5 Budget Tips for Students Studying Abroad in Europe


Studying in Europe can be a real life-changing adventure for Canadian students. Not only will you be immersed in a whole different culture, but you will have to take on all the responsibilities of independent living!

One of the biggest challenges Canadian students face when studying in Europe is budgeting. It might not seem like such a big deal before you leave, but once you’re there, you might find that money simply disappears without you actually being aware of what you’re spending it on.

That’s why it’s important to have a good budgeting plan and find ways to save while you’re studying abroad. This way, you will not only get the enriching experience of living and studying in a foreign country, but also learn the skills of money-saving and financial responsibility!

1. Plan Your Budget and Stick To It

It might be quite challenging to plan a budget before you even arrive at your destination,  but it’s a useful step in estimating your expenses and controlling your finances while you’re abroad.

If you’re not sure how much you’re going to spend while you’re studying in a particular city, you can use Numbeo. After you pick the city, you can see the average price for a number of expenses:

Cost of Living in Paris
Image source: Numbeo Paris

Numbeo will show you the average prices you can expect for things like:

  • eating out (both cheap and expensive restaurants)
  • food and drinks
  • transportation
  • utilities
  • sports and leisure
  • clothes
  • rent

You can also find out the average monthly net salary in the city that you’re studying in.

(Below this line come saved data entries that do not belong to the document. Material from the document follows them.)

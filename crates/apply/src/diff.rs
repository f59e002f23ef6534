//! Line diff between canonical workload serializations.
//!
//! The record keeps every line; only `render` collapses unchanged runs.

use std::fmt::Write as _;
use std::time::Duration;

use anyhow::Result;
use serde::{Deserialize, Serialize};
use similar::{Algorithm, ChangeTag, TextDiff};
use wl_core::Workload;

/// Unchanged lines shown on each side of a change.
pub const CONTEXT_LINES: usize = 4;

#[derive(Debug, Clone, Copy, PartialEq, Eq, Serialize, Deserialize)]
pub enum LineOp {
    Context,
    Added,
    Removed,
}

#[derive(Debug, Clone, PartialEq, Eq, Serialize, Deserialize)]
pub struct DiffLine {
    pub op: LineOp,
    /// 1-based; absent for added lines.
    pub before: Option<usize>,
    /// 1-based; absent for removed lines.
    pub after: Option<usize>,
    pub text: String,
}

#[derive(Debug, Clone, Default, PartialEq, Eq, Serialize, Deserialize)]
pub struct DiffSummary {
    pub adds: usize,
    pub removes: usize,
}

#[derive(Debug, Clone, Default, PartialEq, Eq, Serialize, Deserialize)]
pub struct DiffRecord {
    pub lines: Vec<DiffLine>,
}

impl DiffRecord {
    /// No added or removed lines: nothing to submit.
    pub fn is_empty(&self) -> bool {
        self.lines.iter().all(|l| l.op == LineOp::Context)
    }

    pub fn summary(&self) -> DiffSummary {
        let mut s = DiffSummary::default();
        for l in &self.lines {
            match l.op {
                LineOp::Added => s.adds += 1,
                LineOp::Removed => s.removes += 1,
                LineOp::Context => {}
            }
        }
        s
    }

    /// Context + added lines, newline-terminated.
    pub fn after_text(&self) -> String {
        join(self.lines.iter().filter(|l| l.op != LineOp::Removed))
    }

    /// Context + removed lines, newline-terminated.
    pub fn before_text(&self) -> String {
        join(self.lines.iter().filter(|l| l.op != LineOp::Added))
    }

    /// Display form: numbered lines with `+`/`-` markers, unchanged runs
    /// further than `CONTEXT_LINES` from a change collapsed into `...`.
    pub fn render(&self) -> String {
        let changed: Vec<usize> = self
            .lines
            .iter()
            .enumerate()
            .filter(|(_, l)| l.op != LineOp::Context)
            .map(|(i, _)| i)
            .collect();
        let mut visible = vec![false; self.lines.len()];
        for &i in &changed {
            let lo = i.saturating_sub(CONTEXT_LINES);
            let hi = (i + CONTEXT_LINES).min(self.lines.len() - 1);
            visible[lo..=hi].iter_mut().for_each(|v| *v = true);
        }

        let mut out = String::new();
        let mut in_gap = false;
        for (line, shown) in self.lines.iter().zip(visible) {
            if !shown {
                if !in_gap {
                    out.push_str("...\n");
                    in_gap = true;
                }
                continue;
            }
            in_gap = false;
            let marker = match line.op {
                LineOp::Context => ' ',
                LineOp::Added => '+',
                LineOp::Removed => '-',
            };
            let sep = if line.before.is_some() && line.after.is_some() { ',' } else { ' ' };
            let _ = writeln!(out, "{}{}{} {} |{}", num(line.before), sep, num(line.after), marker, line.text);
        }
        out
    }
}

fn num(n: Option<usize>) -> String {
    match n {
        Some(n) => format!("{:>3}", n),
        None => "   ".to_string(),
    }
}

fn join<'a>(lines: impl Iterator<Item = &'a DiffLine>) -> String {
    let mut out = String::new();
    for l in lines {
        out.push_str(&l.text);
        out.push('\n');
    }
    out
}

/// Diff two workloads by their canonical serialization. `None` diffs against
/// nothing, so every line is an addition.
pub fn diff(before: Option<&Workload>, after: &Workload) -> Result<DiffRecord> {
    let before = match before {
        Some(w) => w.canonical_yaml()?,
        None => String::new(),
    };
    Ok(diff_text(&before, &after.canonical_yaml()?))
}

fn diff_timeout() -> Duration {
    let ms = std::env::var("WLCTL_DIFF_TIMEOUT_MS").ok().and_then(|s| s.parse().ok()).unwrap_or(500);
    Duration::from_millis(ms)
}

fn strip_eol(line: &str) -> &str {
    let line = line.strip_suffix('\n').unwrap_or(line);
    line.strip_suffix('\r').unwrap_or(line)
}

/// Myers line alignment. Equal inputs give an empty record; otherwise removals
/// precede additions within a replaced region. Past the deadline the
/// alignment degrades to coarser hunks but both sides stay reconstructible.
pub fn diff_text(before: &str, after: &str) -> DiffRecord {
    if before == after {
        return DiffRecord::default();
    }
    let text_diff = TextDiff::configure().algorithm(Algorithm::Myers).timeout(diff_timeout()).diff_lines(before, after);
    let lines = text_diff
        .iter_all_changes()
        .map(|change| {
            let op = match change.tag() {
                ChangeTag::Equal => LineOp::Context,
                ChangeTag::Delete => LineOp::Removed,
                ChangeTag::Insert => LineOp::Added,
            };
            DiffLine {
                op,
                before: change.old_index().filter(|_| op != LineOp::Added).map(|i| i + 1),
                after: change.new_index().filter(|_| op != LineOp::Removed).map(|i| i + 1),
                text: strip_eol(change.value()).to_string(),
            }
        })
        .collect();
    DiffRecord { lines }
}
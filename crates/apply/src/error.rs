use std::time::Duration;

use wl_core::{ClientError, Identity};

/// Every way an apply run can end unsuccessfully. The binary maps all of
/// these to a failing exit status; nothing here retries on its own.
#[derive(Debug, thiserror::Error)]
pub enum ApplyError {
    /// Bad merge input; raised before any cluster call.
    #[error("{0}")]
    Validation(String),
    #[error("apply of workload {0} aborted: confirmation declined")]
    AbortedByUser(Identity),
    #[error("conflict updating workload, the object was modified by another user; please run the update command again")]
    Conflict(Identity),
    #[error("{0}")]
    Failed(String),
    #[error("Failed to become ready: {message}")]
    NotReady { id: Identity, reason: String, message: String },
    #[error(
        "timeout after {timeout:?} waiting for \"{}\" to become ready\nTo view status run: wlctl workload get {} --namespace {}",
        .id.name,
        .id.name,
        .id.namespace
    )]
    TimedOut { id: Identity, timeout: Duration },
    #[error("publishing source to {image}: {cause:#}")]
    Publish { image: String, cause: anyhow::Error },
    #[error("watch for workload {id} failed: {cause}")]
    Watch { id: Identity, cause: String },
    #[error(transparent)]
    Client(#[from] ClientError),
    #[error("writing output: {0}")]
    Output(#[from] std::io::Error),
    #[error(transparent)]
    Internal(#[from] anyhow::Error),
}

impl ApplyError {
    pub fn validation(msg: impl Into<String>) -> Self {
        Self::Validation(msg.into())
    }
}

For an even clearer image, you can compare the city that you will be studying in with your hometown (e.g. Vancouver):

Cost of Living Comparison Between Vancouver and Paris
Image source: Numbeo Vancouver-Paris Cost of Living Comparison

As you can see, there’s a cool ‘Difference’ feature that will show you how much more expensive or cheaper expenses might be, depending on the particular product or service.

As for budget planning, you can do it the old-fashioned way using pen and paper or in an Excel sheet on your computer, but you can also use some of these budgeting apps that include advanced options:

  • Mint – the oldest and best-known budgeting app out there
  • You Need a Budget (YNAB) – correlates your spending to your income
  • Pocket Guard – great for exchange students because it prevents overspending and loss of control
  • Simple – for connecting your bank account to your budgeting plan
  • Mvelopes – for attributing portions of your budget to particular products, services, and activities

2. Find the Perfect Accommodation with the Help of Locals

Just like in Canada, the biggest portion of your budget will go to covering rent. Depending on where you study in Europe, rent prices can range anywhere from cheap to exorbitant.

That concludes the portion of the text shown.